Era um dia normal, morando em Curitiba, minha mãe recebeu uma ligação do meu medico. Na hora fiquei preocupada, pois tinha acabado de me consultar com ele. Minha mãe conversou rápido, ela anotou algumas informações no papel e eu pensando comigo: será que preciso de vitamina ou alguma vacina!?

Terminando a conversa, minha mãe veio me contar. No dia anterior, o meu medico atendeu um casal jovem com um bebê de poucos meses. O diagnóstico do bebê era perda auditiva severa a profunda, com uma história bem parecida com a minha, na qual a mãe teve rubéola na gravidez. Meu medico tentou conversar com o casal, tranquiliza-los. No entanto, percebeu que tanto a mãe quanto o pai estavam desmotivados e perdidos em relação ao futuro do seu filho. Foi então que se lembrou de mim e ligou na hora para minha mãe.

Ele perguntou a minha mãe se eu e ela podíamos visitar o casal e conversar um pouco, caso fossemos a São Paulo algum fim de semana. O principal era que o casal pudesse me conhecer pessoalmente, pois apesar de já ter falado a meu respeito, sabia que me “vendo” e conversando faria toda diferença.

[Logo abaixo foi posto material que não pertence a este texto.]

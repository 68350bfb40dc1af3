// Session-level error taxonomy.

use draftboard_core::{DraftError, LookaheadError, PoolError, ValuationError};
use thiserror::Error;

use crate::live::LiveError;

/// Failures surfaced by `SessionManager` operations. Every variant is a
/// structured result for the caller; none of them poison the session.
#[derive(Debug, Error)]
pub enum SessionError {
    #[error("session not found: {0}")]
    SessionNotFound(String),

    #[error(transparent)]
    Draft(#[from] DraftError),

    #[error(transparent)]
    Valuation(#[from] ValuationError),

    #[error(transparent)]
    Pool(#[from] PoolError),

    #[error("pick slot {slot} has no roster id in the live draft")]
    UnresolvedRoster { slot: u32 },

    #[error("live draft provider unavailable: {0}")]
    UpstreamUnavailable(String),

    #[error("operation requires a simulated session")]
    NotSimulated,

    #[error("operation requires a live session")]
    NotLive,

    #[error("invalid request: {0}")]
    InvalidRequest(String),
}

impl From<LookaheadError> for SessionError {
    fn from(e: LookaheadError) -> Self {
        match e {
            LookaheadError::Draft(d) => SessionError::Draft(d),
            LookaheadError::Valuation(v) => SessionError::Valuation(v),
        }
    }
}

impl From<LiveError> for SessionError {
    fn from(e: LiveError) -> Self {
        SessionError::UpstreamUnavailable(e.to_string())
    }
}
// Pick policies: the probabilistic CPU opponent and the deterministic
// auto-pick used on the user's behalf.
//
// Both score players by a weighted blend of rank columns (lower is better)
// and then nudge the blend with roster-aware adjustments.

pub mod auto;
pub mod cpu;
pub mod sampler;

use std::cmp::Ordering;

use serde::{Deserialize, Serialize};

use crate::draft::roster::TeamRoster;
use crate::draft::state::DraftState;
use crate::player::{PlayerId, PositionTable};
use crate::valuation::scarcity::scarcity_leader;

pub use auto::AutoPickPolicy;
pub use cpu::CpuPolicy;
pub use sampler::PickSampler;

// ---------------------------------------------------------------------------
// Configuration
// ---------------------------------------------------------------------------

/// Weights for the VORP rank and ADP rank columns.
#[derive(Debug, Clone, Copy, PartialEq, Serialize, Deserialize)]
pub struct BlendWeights {
    pub vorp: f64,
    pub adp: f64,
}

/// Which blend a CPU opponent uses.
#[derive(Debug, Clone, Copy, PartialEq, Eq)]
pub enum PolicyMode {
    /// Self-play opponents lean hard on ADP to draft like people do.
    Simulation,
    /// Lookahead for a live draft.
    Live,
}

/// Table-driven CPU opponent behaviour.
#[derive(Debug, Clone, PartialEq, Serialize, Deserialize)]
#[serde(default)]
pub struct CpuPolicyConfig {
    pub simulation_weights: BlendWeights,
    pub live_weights: BlendWeights,
    /// Multiplier for players at a still-unfilled starting position.
    pub need_multiplier: f64,
    /// Multiplier for players at a position the team already holds `cap` of.
    pub saturation_multiplier: f64,
    pub position_caps: PositionTable<usize>,
    /// Subtracted from the scarcity leader's score.
    pub scarcity_bonus: f64,
    pub shortlist_size: usize,
    /// Selection weight by shortlist rank, best first.
    pub pick_probabilities: Vec<f64>,
    /// ADP assumed for players without one.
    pub missing_adp: f64,
}

impl Default for CpuPolicyConfig {
    fn default() -> Self {
        CpuPolicyConfig {
            simulation_weights: BlendWeights { vorp: 0.1, adp: 0.9 },
            live_weights: BlendWeights { vorp: 0.3, adp: 0.7 },
            need_multiplier: 0.85,
            saturation_multiplier: 3.0,
            position_caps: PositionTable {
                QB: 2,
                RB: 6,
                WR: 6,
                TE: 2,
                K: 1,
                DEF: 1,
            },
            scarcity_bonus: 10.0,
            shortlist_size: 10,
            pick_probabilities: vec![0.60, 0.20, 0.10, 0.05, 0.02, 0.01, 0.005, 0.005, 0.005, 0.005],
            missing_adp: 999.0,
        }
    }
}

/// Weights for the deterministic auto-pick.
#[derive(Debug, Clone, Copy, PartialEq, Serialize, Deserialize)]
#[serde(default)]
pub struct AutoPickConfig {
    pub vona_weight: f64,
    pub vorp_weight: f64,
    pub adp_weight: f64,
}

impl Default for AutoPickConfig {
    fn default() -> Self {
        AutoPickConfig {
            vona_weight: 0.5,
            vorp_weight: 0.2,
            adp_weight: 0.3,
        }
    }
}

// ---------------------------------------------------------------------------
// Ranking helpers
// ---------------------------------------------------------------------------

/// 1-based ranks with ties sharing the mean of the ranks they span.
///
/// `descending` ranks the largest value first.
pub fn average_ranks(values: &[f64], descending: bool) -> Vec<f64> {
    let mut order: Vec<usize> = (0..values.len()).collect();
    order.sort_by(|&a, &b| {
        let ord = values[a].total_cmp(&values[b]);
        if descending {
            ord.reverse()
        } else {
            ord
        }
    });

    let mut ranks = vec![0.0; values.len()];
    let mut start = 0;
    while start < order.len() {
        let mut end = start + 1;
        while end < order.len() && values[order[end]] == values[order[start]] {
            end += 1;
        }
        // Positions start..end hold ranks start+1..=end.
        let mean = (start + 1 + end) as f64 / 2.0;
        for &i in &order[start..end] {
            ranks[i] = mean;
        }
        start = end;
    }
    ranks
}

/// One available player with its adjusted blend score.
#[derive(Debug, Clone, Copy, PartialEq)]
pub struct ScoredPlayer {
    pub id: PlayerId,
    pub score: f64,
    pub adp: f64,
}

/// Ascending by score, then ADP, then pool order.
pub(crate) fn compare_scored(a: &ScoredPlayer, b: &ScoredPlayer) -> Ordering {
    a.score
        .total_cmp(&b.score)
        .then(a.adp.total_cmp(&b.adp))
        .then(a.id.cmp(&b.id))
}

/// Apply need, saturation and scarcity adjustments in place.
pub(crate) fn apply_roster_adjustments(
    scored: &mut [ScoredPlayer],
    state: &DraftState,
    roster: &TeamRoster,
    config: &CpuPolicyConfig,
) {
    let needs = roster.unfilled_positions();
    let pool = state.pool();
    let leader = scarcity_leader(state);

    for s in scored.iter_mut() {
        let position = pool.get(s.id).position;
        if roster.count_at_position(position, pool) >= config.position_caps.get(position) {
            s.score *= config.saturation_multiplier;
        }
        if needs.contains(&position) {
            s.score *= config.need_multiplier;
        }
        if leader == Some(s.id) {
            s.score -= config.scarcity_bonus;
        }
    }
}
impl Session {
    /// Build a session and compute its initial board.
    pub fn new(parts: SessionParts) -> Result<Self, SessionError> {
        let mut rng = SmallRng::seed_from_u64(parts.seed);
        let lookahead_seed = rng.gen::<u64>();
        let rosters = vec![TeamRoster::new(&parts.engine.template); parts.schedule.team_count];
        let (cancel, _) = watch::channel(false);
        let now = Utc::now();

        let mut session = Session {
            id: parts.id,
            kind: parts.kind,
            state: parts.state,
            rosters,
            schedule: parts.schedule,
            engine: parts.engine,
            cpu: parts.cpu,
            auto: parts.auto,
            user_team: parts.user_team,
            non_interactive: parts.non_interactive,
            vona_shortlist: parts.vona_shortlist,
            vona: None,
            rng,
            lookahead_seed,
            upstream_error: None,
            created_at: now,
            last_active: now,
            cancel,
        };
        session.engine.refresh(&mut session.state)?;
        Ok(session)
    }

    pub fn mode(&self) -> SessionMode {
        match self.kind {
            SessionKind::Simulated => SessionMode::Simulated,
            SessionKind::Live(_) => SessionMode::Live,
        }
    }

    pub fn live_draft_id(&self) -> Option<&str> {
        match &self.kind {
            SessionKind::Live(link) => Some(&link.draft_id),
            SessionKind::Simulated => None,
        }
    }

    pub fn touch(&mut self, now: DateTime<Utc>) {
        self.last_active = now;
    }

    pub fn subscribe_cancel(&self) -> watch::Receiver<bool> {
        self.cancel.subscribe()
    }

    /// Signal every wait loop attached to this session to stop.
    pub fn cancel(&self) {
        self.cancel.send_replace(true);
    }

    /// Team index on the clock, or `None` once the draft is over.
    pub fn team_on_clock(&self) -> Option<usize> {
        if self.state.is_complete() {
            return None;
        }
        self.schedule.team_on_clock(self.state.current_pick())
    }

    pub fn is_user_turn(&self) -> bool {
        self.team_on_clock() == Some(self.user_team)
    }

    // -----------------------------------------------------------------------
    // VONA
    // -----------------------------------------------------------------------

    fn lookahead(&self) -> Lookahead<'_> {
        Lookahead {
            schedule: &self.schedule,
            engine: &self.engine,
            policy: &self.cpu,
        }
    }

    fn cached_vona(&self) -> Option<&HashMap<PlayerId, VonaEstimate>> {
        self.vona
            .as_ref()
            .filter(|c| c.pick == self.state.current_pick())
            .map(|c| &c.estimates)
    }

    /// Recompute VONA for the ADP shortlist when the user is on the clock
    /// and the cache is for an earlier pick.
    pub fn refresh_vona(&mut self) -> Result<(), SessionError> {
        if !self.is_user_turn() || self.cached_vona().is_some() {
            return Ok(());
        }
        let pick = self.state.current_pick();
        let shortlist = shortlist_by_adp(&self.state, self.vona_shortlist);
        let results = self.lookahead().evaluate(
            &shortlist,
            self.user_team,
            &self.state,
            &self.rosters,
            self.lookahead_seed,
        )?;
        debug!("session {}: VONA refreshed for {} players at pick {}", self.id, results.len(), pick);
        self.vona = Some(VonaCache {
            pick,
            estimates: results.into_iter().collect(),
        });
        Ok(())
    }

    /// VONA for named players from the user's perspective. Unknown or
    /// drafted names are skipped.
    pub fn calculate_vona(&self, names: &[String]) -> Result<VonaMap, SessionError> {
        let current = self.state.current_pick();
        let picks = picks_until_next_turn(&self.schedule, self.user_team, current);
        let cached = self.cached_vona();
        let lookahead = self.lookahead();

        let mut out = VonaMap::new();
        for (rank, name) in names.iter().enumerate() {
            let Some(id) = self.state.pool().find(name) else {
                warn!("VONA requested for unknown player '{}'", name);
                continue;
            };
            if self.state.is_drafted(id) {
                debug!("VONA requested for drafted player '{}', skipped", name);
                continue;
            }
            let estimate = match cached.and_then(|c| c.get(&id)) {
                Some(e) => *e,
                None => {
                    let seed = candidate_seed(self.lookahead_seed ^ 0x5EED, current, rank);
                    let mut rng = SmallRng::seed_from_u64(seed);
                    lookahead.compute_vona(id, self.user_team, &self.state, &self.rosters, picks, &mut rng)?
                }
            };
            out.insert(self.state.player(id).display_name.clone(), estimate.value);
        }
        Ok(out)
    }

    // -----------------------------------------------------------------------
    // Picks
    // -----------------------------------------------------------------------

    /// Assign a drafted player to `team`'s roster, then revalue the board.
    fn after_pick(&mut self, team: Option<usize>, id: PlayerId, position: Position) -> Result<(), SessionError> {
        match team.and_then(|t| self.rosters.get_mut(t)) {
            Some(roster) => {
                roster.assign(id, position);
            }
            None => warn!(
                "session {}: no team for pick of {}, roster not updated",
                self.id,
                self.state.player(id).display_name
            ),
        }
        self.engine.refresh(&mut self.state)?;
        self.refresh_vona()
    }

    /// Record a pick by name for the team on the clock.
    pub fn apply_user_pick(&mut self, name: &str) -> Result<UserPickResult, SessionError> {
        let team = self.team_on_clock();
        let position = self.state.draft_player(name)?;
        let id = self
            .state
            .history()
            .last()
            .copied()
            .ok_or_else(|| DraftError::NotFound { name: name.to_string() })?;
        let player_name = self.state.player(id).display_name.clone();
        info!(
            "session {}: pick {} {} ({}) by team {}",
            self.id,
            self.state.current_pick() - 1,
            player_name,
            position,
            team.map_or(0, |t| t + 1)
        );
        self.after_pick(team, id, position)?;
        Ok(UserPickResult {
            player_name,
            position,
            new_pick_number: self.state.current_pick(),
        })
    }

    /// Let the engine make the pick for the team on the clock. On the user's
    /// own turn this uses the deterministic auto-pick and requires a
    /// non-interactive session.
    pub fn apply_cpu_pick(&mut self) -> Result<CpuPickResult, SessionError> {
        if matches!(self.kind, SessionKind::Live(_)) {
            return Err(SessionError::NotSimulated);
        }
        let Some(team) = self.team_on_clock() else {
            return Err(DraftError::DraftComplete.into());
        };

        let choice = if team == self.user_team {
            if !self.non_interactive {
                return Err(SessionError::InvalidRequest(
                    "the user is on the clock; submit a user pick".into(),
                ));
            }
            self.refresh_vona()?;
            let vona: HashMap<PlayerId, f64> = self
                .cached_vona()
                .map(|c| c.iter().map(|(id, e)| (*id, e.value)).collect())
                .unwrap_or_default();
            self.auto.choose_pick(&self.state, &self.rosters[team], &vona)
        } else {
            self.cpu.choose_pick(&self.state, &self.rosters[team], &mut self.rng)
        };
        let Some(id) = choice else {
            return Err(DraftError::DraftComplete.into());
        };

        let pick = self.state.current_pick();
        let position = self.state.draft_id(id)?;
        let player_name = self.state.player(id).display_name.clone();
        info!(
            "session {}: pick {} {} ({}) by team {}{}",
            self.id,
            pick,
            player_name,
            position,
            team + 1,
            if team == self.user_team { " [auto]" } else { "" }
        );
        self.after_pick(Some(team), id, position)?;
        Ok(CpuPickResult {
            player_name,
            position,
            team: team as u32 + 1,
            new_pick_number: self.state.current_pick(),
        })
    }

    /// Apply picks reported by the live room that are newer than the last
    /// one applied. Picks already in the drafted set are skipped, and the
    /// pick cursor follows the room's numbering.
    pub fn apply_live_picks(&mut self, picks: &[LivePick]) -> Result<PollResult, SessionError> {
        let SessionKind::Live(link) = &mut self.kind else {
            return Err(SessionError::NotLive);
        };

        let mut applied = Vec::new();
        let already_applied = link.applied_through;
        for pick in picks.iter().filter(|p| p.pick_no > already_applied) {
            let team = pick
                .roster_id
                .as_ref()
                .and_then(|r| link.roster_to_team.get(r).copied())
                .or_else(|| pick.draft_slot.and_then(|s| (s as usize).checked_sub(1)))
                .or_else(|| self.schedule.team_on_clock(pick.pick_no));

            let resolved = self.state.pool().find_external(&pick.player_id);
            match resolved {
                None => warn!(
                    "session {}: live pick {} has unknown player id {}, skipped",
                    self.id, pick.pick_no, pick.player_id
                ),
                Some(id) if self.state.is_drafted(id) => debug!(
                    "session {}: live pick {} ({}) already applied",
                    self.id,
                    pick.pick_no,
                    self.state.player(id).display_name
                ),
                Some(id) => match self.state.draft_id(id) {
                    Ok(position) => {
                        let player_name = self.state.player(id).display_name.clone();
                        match team.and_then(|t| self.rosters.get_mut(t)) {
                            Some(roster) => {
                                roster.assign(id, position);
                            }
                            None => warn!(
                                "session {}: live pick {} has no resolvable team",
                                self.id, pick.pick_no
                            ),
                        }
                        info!(
                            "session {}: live pick {} {} ({})",
                            self.id, pick.pick_no, player_name, position
                        );
                        applied.push(LivePickView {
                            pick_number: pick.pick_no,
                            player_name,
                            position,
                        });
                    }
                    Err(e) => warn!("session {}: live pick {} not applied: {}", self.id, pick.pick_no, e),
                },
            }

            link.applied_through = pick.pick_no;
            self.state.sync_current_pick(pick.pick_no.saturating_add(1));
        }

        if !applied.is_empty() {
            self.engine.refresh(&mut self.state)?;
            self.refresh_vona()?;
        }
        Ok(PollResult {
            new_picks: applied,
            new_pick_number: self.state.current_pick(),
        })
    }

    // -----------------------------------------------------------------------
    // Views
    // -----------------------------------------------------------------------

    pub fn view(&self, filter: PositionFilter, sort: SortKey, limit: usize) -> StateView {
        let cached = self.cached_vona();
        let mut players: Vec<PlayerView> = self
            .state
            .available_players()
            .filter(|p| filter.matches(p.position))
            .map(|p| {
                let estimate = cached.and_then(|c| c.get(&p.id));
                PlayerView {
                    name: p.display_name.clone(),
                    position: p.position,
                    points: self.state.points(p.id),
                    vorp: self.state.vorp(p.id),
                    vona: estimate.map(|e| e.value),
                    vona_outcome: estimate.map(|e| e.outcome),
                    adp: self.state.adp(p.id),
                }
            })
            .collect();

        match sort {
            SortKey::Adp => players.sort_by(|a, b| {
                let a_adp = a.adp.unwrap_or(f64::INFINITY);
                let b_adp = b.adp.unwrap_or(f64::INFINITY);
                a_adp.total_cmp(&b_adp)
            }),
            SortKey::Vorp => players.sort_by(|a, b| b.vorp.total_cmp(&a.vorp)),
            SortKey::Vona => players.sort_by(|a, b| {
                let a_vona = a.vona.unwrap_or(f64::NEG_INFINITY);
                let b_vona = b.vona.unwrap_or(f64::NEG_INFINITY);
                b_vona.total_cmp(&a_vona)
            }),
            SortKey::Points => players.sort_by(|a, b| b.points.total_cmp(&a.points)),
        }
        players.truncate(limit);

        StateView {
            session_id: self.id.clone(),
            mode: self.mode(),
            pick_number: self.state.current_pick(),
            is_user_turn: self.is_user_turn(),
            on_clock_team: self.team_on_clock().map(|t| t as u32 + 1),
            available_players: players,
            drafted_count: self.state.drafted_count(),
            total_picks: self.state.total_picks(),
            status: if self.state.is_complete() {
                DraftStatusView::Completed
            } else {
                DraftStatusView::InProgress
            },
            user_roster_id: match &self.kind {
                SessionKind::Live(link) => Some(link.user_roster_id.clone()),
                SessionKind::Simulated => None,
            },
            upstream_error: self.upstream_error.clone(),
            created_at: self.created_at,
        }
    }

    /// The user's roster in slot order.
    pub fn user_roster(&self) -> Vec<RosterSlotView> {
        self.rosters
            .get(self.user_team)
            .map(|roster| {
                roster
                    .slots
                    .iter()
                    .map(|slot| RosterSlotView {
                        slot: slot.name.clone(),
                        player_name: slot.player.map(|id| self.state.player(id).display_name.clone()),
                        position: slot.player.map(|id| self.state.player(id).position),
                    })
                    .collect()
            })
            .unwrap_or_default()
    }
}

Minha mãe sempre pensando nos outros, aproveitou a primeira oportunidade que iríamos para SP, ligou para o casal, marcando um horário de ir a casa deles. Lembro que era uma sexta- feira à noite.

Quando entramos no apartamento deles, percebi que eles estavam ansiosos para me conhecer e ao mesmo tempo inseguros, pois não tinham ideia alguma de como eu seria, se falava, ouvia, etc. De início o casal se dirigia mais a minha mãe para saber um pouco da história dela, como ela se sentiu ao receber a notícia e de como ela procurou ajuda. Depois eu comecei a falar, notei que o casal ficou surpreso, pois eu estava acompanhando a conversa toda e tranquilamente.

A partir desse momento, percebi a mudança nos pais e que eles queriam saber tudo a meu respeito, desde as coisas mais simples, de como me relaciono com os amigos, a família, o que gosto de fazer e inclusive até mesmo a mais simples questão como: se eu realmente escutava bem com os aparelhos auditivos.

Sempre tive prazer em ajudar as pessoas e em toda minha vida, sempre fiz questão de conversar e responder a todas tranquilamente. Com a perda que eu tenho, expliquei ao casal, que sem os aparelhos não escuto nada (com exceção de barulhos como trovoadas em dia de tempestade, por exemplo kkkkk), mas graças aos aparelhos auditivos, desde a infância aprendi a ouvir e discriminar sons como latido de cachorros, batidas de portas, campainha, telefone tocando e ouvir a voz de outras pessoas.

A melhor parte veio quando contei que estava me preparando para vestibular. Pretendia fazer Comunicação Social (jornalismo), pois adoro ler e escrever. Senti que eles relaxaram bastante e ficaram bem à vontade. O que era para ser um breve encontro, acabou durando horas e horas de bate papo. Eu e minha mãe até ficamos atrasadas para o compromisso que tínhamos, um jantar na casa de uma prima. Mas a noite estava tão agradável e acabou tudo dando certo, pois a prima da minha mãe falou ao telefone que não tinha “horário” e quando a gente estivesse indo, para avisá-la.

No dia seguinte ao encontro o meu médico ligou para minha mãe e contou que o casal tinha entrado em contato com ele. Estavam bem animados e loucos para começar a trabalhar na reabilitação do filho, pedindo indicação de um fonoaudiólogo para comprar aparelhos auditivos e iniciar o tratamento.

Eles ficaram muito felizes ao me conhecer e agradeceram muito ao doutor!!!

Hoje, soube que esse bebê, já é um garotão grande que interage com o mundo tranquilamente, fala e ouve bem com aparelhos auditivos. E por fim, bem feliz. Eu também fiquei muito feliz, em contribuir com uma pequena parcela, pois percebi o quanto é importante para os pais terem motivação e incentivo, principalmente na parte “humana” de um bebê que nasce com perda auditiva.

Minha própria mãe sabe e entende bem o que é essa sensação de estar “perdida” e um dia ver uma “menininha deficiente auditiva” pouco mais velha do que eu na época, conversando com a mãe dela.

Desde então, aos poucos, comecei a conversar cada vez mais com pais de crianças com perdas auditivas. Em encontros na sala de espera da Anna Maria, minha fonoaudióloga, quando vou almoçar com ela, ou em locais inusitados como rua, shopping e eventos em geral.